AIM OF THE EXERCISE: Beginning with the first line, please repeat the entries exactly and end on the line that contains "pub fn last(&self)".

Items listed in a dataset:
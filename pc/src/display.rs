//! Presentation seam: where consolidated progress ends up

use std::collections::HashMap;
use std::io::Write;

use colored::*;
use tracing::debug;

use crate::domain::FilterId;

/// Receives the consolidated progress of the pipeline
pub trait ProgressDisplay {
    fn set_local_progress(&mut self, name: &str, percent: u8);
}

/// Turns a `FilterId` into a human-readable stage name
///
/// Names are cosmetic; a resolver that knows nothing is always valid.
pub trait NameResolver {
    fn display_name(&self, id: FilterId) -> Option<String>;
}

impl NameResolver for HashMap<FilterId, String> {
    fn display_name(&self, id: FilterId) -> Option<String> {
        self.get(&id).cloned()
    }
}

/// Resolver that knows no names
#[derive(Debug, Clone, Copy, Default)]
pub struct NoNames;

impl NameResolver for NoNames {
    fn display_name(&self, _id: FilterId) -> Option<String> {
        None
    }
}

/// One update delivered to a display
#[derive(Debug, Clone, PartialEq, Eq)]
pub struct DisplayUpdate {
    pub name: String,
    pub percent: u8,
}

/// Display that keeps every update it receives
#[derive(Debug, Clone, Default)]
pub struct RecordingDisplay {
    updates: Vec<DisplayUpdate>,
}

impl RecordingDisplay {
    pub fn new() -> Self {
        Self::default()
    }

    pub fn updates(&self) -> &[DisplayUpdate] {
        &self.updates
    }

    pub fn last(&self) -> Option<&DisplayUpdate> {
        self.updates.last()
    }
}

impl ProgressDisplay for RecordingDisplay {
    fn set_local_progress(&mut self, name: &str, percent: u8) {
        self.updates.push(DisplayUpdate {
            name: name.to_string(),
            percent,
        });
    }
}

/// Single-line terminal progress bar
///
/// Redraws only when the name or percentage changes.
pub struct ConsoleDisplay<W: Write> {
    out: W,
    width: usize,
    label: String,
    last: Option<(String, u8)>,
}

impl ConsoleDisplay<std::io::Stdout> {
    pub fn stdout(label: impl Into<String>) -> Self {
        Self::new(std::io::stdout(), label)
    }
}

impl<W: Write> ConsoleDisplay<W> {
    pub fn new(out: W, label: impl Into<String>) -> Self {
        Self {
            out,
            width: 30,
            label: label.into(),
            last: None,
        }
    }

    pub fn with_width(mut self, width: usize) -> Self {
        self.width = width.max(1);
        self
    }

    /// End the progress line
    pub fn finish(&mut self) {
        if self.last.take().is_some() {
            let _ = writeln!(self.out);
            let _ = self.out.flush();
        }
    }

    pub fn into_inner(self) -> W {
        self.out
    }

    fn render(&self, name: &str, percent: u8) -> String {
        let filled = self.width * usize::from(percent.min(100)) / 100;
        let bar = format!("{}{}", "#".repeat(filled), "-".repeat(self.width - filled));
        let bar = if percent >= 100 { bar.green() } else { bar.cyan() };
        format!(
            "\r{} {:<24} [{}] {:>3}%",
            self.label.bold(),
            name,
            bar,
            percent.to_string().yellow()
        )
    }
}

impl<W: Write> ProgressDisplay for ConsoleDisplay<W> {
    fn set_local_progress(&mut self, name: &str, percent: u8) {
        if self.last.as_ref().is_some_and(|(n, p)| n == name && *p == percent) {
            return;
        }
        let line = self.render(name, percent);
        if let Err(e) = write!(self.out, "{}", line).and_then(|_| self.out.flush()) {
            debug!(error = %e, "ConsoleDisplay::set_local_progress: write failed");
        }
        self.last = Some((name.to_string(), percent));
    }
}
//! Coordinator configuration

use serde::{Deserialize, Serialize};
use std::time::Duration;
use tracing::debug;

use crate::transport::Tag;

/// Coordinator configuration
#[derive(Debug, Clone, PartialEq, Eq, Serialize, Deserialize)]
pub struct CoordinatorConfig {
    /// Minimum spacing between satellite sends in milliseconds
    #[serde(default = "default_minimum_interval_ms", rename = "minimum-interval-ms")]
    pub minimum_interval_ms: u64,

    /// Tag on satellite-to-root progress packets
    #[serde(default = "default_progress_tag", rename = "progress-tag")]
    pub progress_tag: Tag,

    /// Socket channel used to reach the client
    #[serde(default = "default_client_channel", rename = "client-channel")]
    pub client_channel: i32,

    /// Tag on root-to-client frames
    #[serde(default = "default_progress_tag", rename = "client-tag")]
    pub client_tag: Tag,
}

fn default_minimum_interval_ms() -> u64 {
    debug!("default_minimum_interval_ms: called");
    500
}

fn default_progress_tag() -> Tag {
    debug!("default_progress_tag: called");
    31415
}

fn default_client_channel() -> i32 {
    debug!("default_client_channel: called");
    1
}

impl Default for CoordinatorConfig {
    fn default() -> Self {
        debug!("CoordinatorConfig::default: called");
        Self {
            minimum_interval_ms: 500,
            progress_tag: 31415,
            client_channel: 1,
            client_tag: 31415,
        }
    }
}

impl CoordinatorConfig {
    /// Get the minimum send interval as a Duration
    pub fn minimum_interval(&self) -> Duration {
        debug!(minimum_interval_ms = %self.minimum_interval_ms, "CoordinatorConfig::minimum_interval: called");
        Duration::from_millis(self.minimum_interval_ms)
    }
}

ANSWER:
filename pc/src/display.rs
//! Presentation seam: where consolidated progress ends up

use std::collections::HashMap;
use std::io::Write;

use colored::*;
use tracing::debug;

use crate::domain::FilterId;

/// Receives the consolidated progress of the pipeline
pub trait ProgressDisplay {
    fn set_local_progress(&mut self, name: &str, percent: u8);
}

/// Turns a `FilterId` into a human-readable stage name
///
/// Names are cosmetic; a resolver that knows nothing is always valid.
pub trait NameResolver {
    fn display_name(&self, id: FilterId) -> Option<String>;
}

impl NameResolver for HashMap<FilterId, String> {
    fn display_name(&self, id: FilterId) -> Option<String> {
        self.get(&id).cloned()
    }
}

/// Resolver that knows no names
#[derive(Debug, Clone, Copy, Default)]
pub struct NoNames;

impl NameResolver for NoNames {
    fn display_name(&self, _id: FilterId) -> Option<String> {
        None
    }
}

/// One update delivered to a display
#[derive(Debug, Clone, PartialEq, Eq)]
pub struct DisplayUpdate {
    pub name: String,
    pub percent: u8,
}

/// Display that keeps every update it receives
#[derive(Debug, Clone, Default)]
pub struct RecordingDisplay {
    updates: Vec<DisplayUpdate>,
}

impl RecordingDisplay {
    pub fn new() -> Self {
        Self::default()
    }

    pub fn updates(&self) -> &[DisplayUpdate] {
        &self.updates
    }

    pub fn last(&self) -> Option<&DisplayUpdate> {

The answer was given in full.